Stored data
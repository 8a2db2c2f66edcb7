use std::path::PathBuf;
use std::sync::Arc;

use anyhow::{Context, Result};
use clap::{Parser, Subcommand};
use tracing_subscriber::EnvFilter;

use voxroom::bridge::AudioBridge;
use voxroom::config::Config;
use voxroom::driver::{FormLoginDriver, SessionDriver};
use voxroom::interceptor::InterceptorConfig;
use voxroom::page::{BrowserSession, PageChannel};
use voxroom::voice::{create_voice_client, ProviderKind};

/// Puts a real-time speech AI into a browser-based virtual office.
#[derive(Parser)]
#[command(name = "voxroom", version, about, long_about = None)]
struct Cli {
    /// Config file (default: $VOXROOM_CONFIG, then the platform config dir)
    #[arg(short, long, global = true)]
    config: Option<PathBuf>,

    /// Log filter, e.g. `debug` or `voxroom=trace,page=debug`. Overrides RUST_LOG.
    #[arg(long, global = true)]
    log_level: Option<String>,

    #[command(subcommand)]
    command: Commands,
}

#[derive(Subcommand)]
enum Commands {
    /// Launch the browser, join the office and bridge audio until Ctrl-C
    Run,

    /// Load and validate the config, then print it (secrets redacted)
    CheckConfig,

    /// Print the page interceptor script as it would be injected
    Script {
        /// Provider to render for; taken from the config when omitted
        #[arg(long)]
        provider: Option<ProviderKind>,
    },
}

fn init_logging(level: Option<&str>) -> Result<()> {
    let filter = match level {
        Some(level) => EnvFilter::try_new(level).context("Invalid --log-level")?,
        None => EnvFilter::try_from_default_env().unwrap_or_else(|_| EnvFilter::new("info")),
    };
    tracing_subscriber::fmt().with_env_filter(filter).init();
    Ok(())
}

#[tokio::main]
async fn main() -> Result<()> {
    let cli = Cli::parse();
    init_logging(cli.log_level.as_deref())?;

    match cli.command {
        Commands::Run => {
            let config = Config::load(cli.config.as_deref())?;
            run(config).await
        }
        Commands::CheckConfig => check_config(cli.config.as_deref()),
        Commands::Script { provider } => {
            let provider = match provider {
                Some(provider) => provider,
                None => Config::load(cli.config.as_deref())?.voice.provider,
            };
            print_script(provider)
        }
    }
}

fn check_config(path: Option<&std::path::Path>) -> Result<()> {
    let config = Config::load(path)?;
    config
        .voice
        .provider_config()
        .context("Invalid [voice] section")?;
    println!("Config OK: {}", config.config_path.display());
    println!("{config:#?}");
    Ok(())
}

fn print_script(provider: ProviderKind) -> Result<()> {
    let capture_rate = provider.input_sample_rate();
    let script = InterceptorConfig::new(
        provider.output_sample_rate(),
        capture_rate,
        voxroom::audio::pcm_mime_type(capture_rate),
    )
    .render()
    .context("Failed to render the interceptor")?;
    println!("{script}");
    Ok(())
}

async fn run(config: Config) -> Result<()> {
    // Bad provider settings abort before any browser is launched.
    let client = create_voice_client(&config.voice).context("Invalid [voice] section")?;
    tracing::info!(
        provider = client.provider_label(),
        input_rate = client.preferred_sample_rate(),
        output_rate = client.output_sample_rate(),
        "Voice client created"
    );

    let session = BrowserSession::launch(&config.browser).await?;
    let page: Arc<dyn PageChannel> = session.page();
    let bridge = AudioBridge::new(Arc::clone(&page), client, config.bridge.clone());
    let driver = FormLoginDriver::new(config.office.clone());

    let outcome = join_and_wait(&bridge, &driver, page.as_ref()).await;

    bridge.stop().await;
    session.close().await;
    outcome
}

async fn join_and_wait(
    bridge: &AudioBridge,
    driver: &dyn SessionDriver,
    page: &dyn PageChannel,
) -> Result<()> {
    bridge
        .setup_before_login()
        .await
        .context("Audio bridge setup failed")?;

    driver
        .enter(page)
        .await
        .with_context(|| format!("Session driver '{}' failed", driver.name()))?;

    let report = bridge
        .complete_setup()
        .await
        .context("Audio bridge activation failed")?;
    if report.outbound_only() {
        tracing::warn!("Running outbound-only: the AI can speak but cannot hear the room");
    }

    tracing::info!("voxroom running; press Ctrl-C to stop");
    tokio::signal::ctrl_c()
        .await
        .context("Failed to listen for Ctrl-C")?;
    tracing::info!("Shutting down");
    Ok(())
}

## Exercise instructions
All of the records should be repeated precisely as written.

## Solution to this problem
repository 8a2db2c2f66edcb7
use std::path::PathBuf;
use std::sync::Arc;

use anyhow::{Context, Result};
use clap::{Parser, Subcommand};
use tracing_subscriber::EnvFilter;

use voxroom::bridge::AudioBridge;
use voxroom::config::Config;
use voxroom::driver::{FormLoginDriver, SessionDriver};
use voxroom::interceptor::InterceptorConfig;
use voxroom::page::{BrowserSession, PageChannel};
use voxroom::voice::{create_voice_client, ProviderKind};

/// Puts a real-time speech AI into a browser-based virtual office.
#[derive(Parser)]
#[command(name = "voxroom", version, about, long_about = None)]
struct Cli {
    /// Config file (default: $VOXROOM_CONFIG, then the platform config dir)
    #[arg(short, long, global = true)]
    config: Option<PathBuf>,

    /// Log filter, e.g. `debug` or `voxroom=trace,page=debug`. Overrides RUST_LOG.
    #[arg(long, global = true)]
    log_level: Option<String>,

    #[command(subcommand)]
    command: Commands,
}

#[derive(Subcommand)]
enum Commands {
    /// Launch the browser, join the office and bridge audio until Ctrl-C
    Run,

    /// Load and validate the config, then print it (secrets redacted)
    CheckConfig,

    /// Print the page interceptor script as it would be injected
    Script {
        /// Provider to render for; taken from the config when omitted
        #[arg(long)]
        provider: Option<ProviderKind>,
    },
}

fn init_logging(level: Option<&str>) -> Result<()> {
    let filter = match level {
        Some(level) => EnvFilter::try_new(level).context("Invalid --log-level")?,
        None => EnvFilter::try_from_default_env().unwrap_or_else(|_| EnvFilter::new("info")),
    };
    tracing_subscriber::fmt().with_env_filter(filter).init();
    Ok(())
}

#[tokio::main]
async fn main() -> Result<()> {
    let cli = Cli::parse();
    init_logging(cli.log_level.as_deref())?;

    match cli.command {
        Commands::Run => {
            let config = Config::load(cli.config.as_deref())?;
            run(config).await
        }
        Commands::CheckConfig => check_config(cli.config.as_deref()),
        Commands::Script { provider } => {
            let provider = match provider {
                Some(provider) => provider,
                None => Config::load(cli.config.as_deref())?.voice.provider,
            };
            print_script(provider)
        }
    }
}

fn check_config(path: Option<&std::path::Path>) -> Result<()> {
    let config = Config::load(path)?;
    config
        .voice
        .provider_config()
        .context("Invalid [voice] section")?;
    println!("Config OK: {}", config.config_path.display());
    println!("{config:#?}");
    Ok(())
}

fn print_script(provider: ProviderKind) -> Result<()> {
    let capture_rate = provider.input_sample_rate();
    let script = InterceptorConfig::new(
        provider.output_sample_rate(),
        capture_rate,
        voxroom::audio::pcm_mime_type(capture_rate),
    )
    .render()
    .context("Failed to render the interceptor")?;
    println!("{script}");
    Ok(())
}

async fn run(config: Config) -> Result<()> {
    // Bad provider settings abort before any browser is launched.
    let client = create_voice_client(&config.voice).context("Invalid [voice] section")?;
    tracing::info!(
        provider = client.provider_label(),
        input_rate = client.preferred_sample_rate(),
        output_rate = client.output_sample_rate(),
        "Voice client created"
    );

    let session = BrowserSession::launch(&config.browser).await?;
    let page: Arc<dyn PageChannel> = session.page();
    let bridge = AudioBridge::new(Arc::clone(&page), client, config.bridge.clone());
    let driver = FormLoginDriver::new(config.office.clone());

    let outcome = join_and_wait(&bridge, &driver, page.as_ref()).await;

    bridge.stop().await;
    session.close().await;
    outcome
}

async fn join_and_wait(
    bridge: &AudioBridge,
    driver: &dyn SessionDriver,
    page: &dyn PageChannel,
) -> Result<()> {
    bridge
        .setup_before_login()
        .await
        .context("Audio bridge setup failed")?;

    driver
        .enter(page)
        .await
        .with_context(|| format!("Session driver '{}' failed", driver.name()))?;

    let report = bridge
        .complete_setup()
        .await
        .context("Audio bridge activation failed")?;
    if report.outbound_only() {
        tracing::warn!("Running outbound-only: the AI can speak but cannot hear the room");
    }

    tracing::info!("voxroom running; press Ctrl-C to stop");
    tokio::signal::ctrl_c()
        .await
        .context("Failed to listen for Ctrl-C")?;
    tracing::info!("Shutting down");
    Ok(())
}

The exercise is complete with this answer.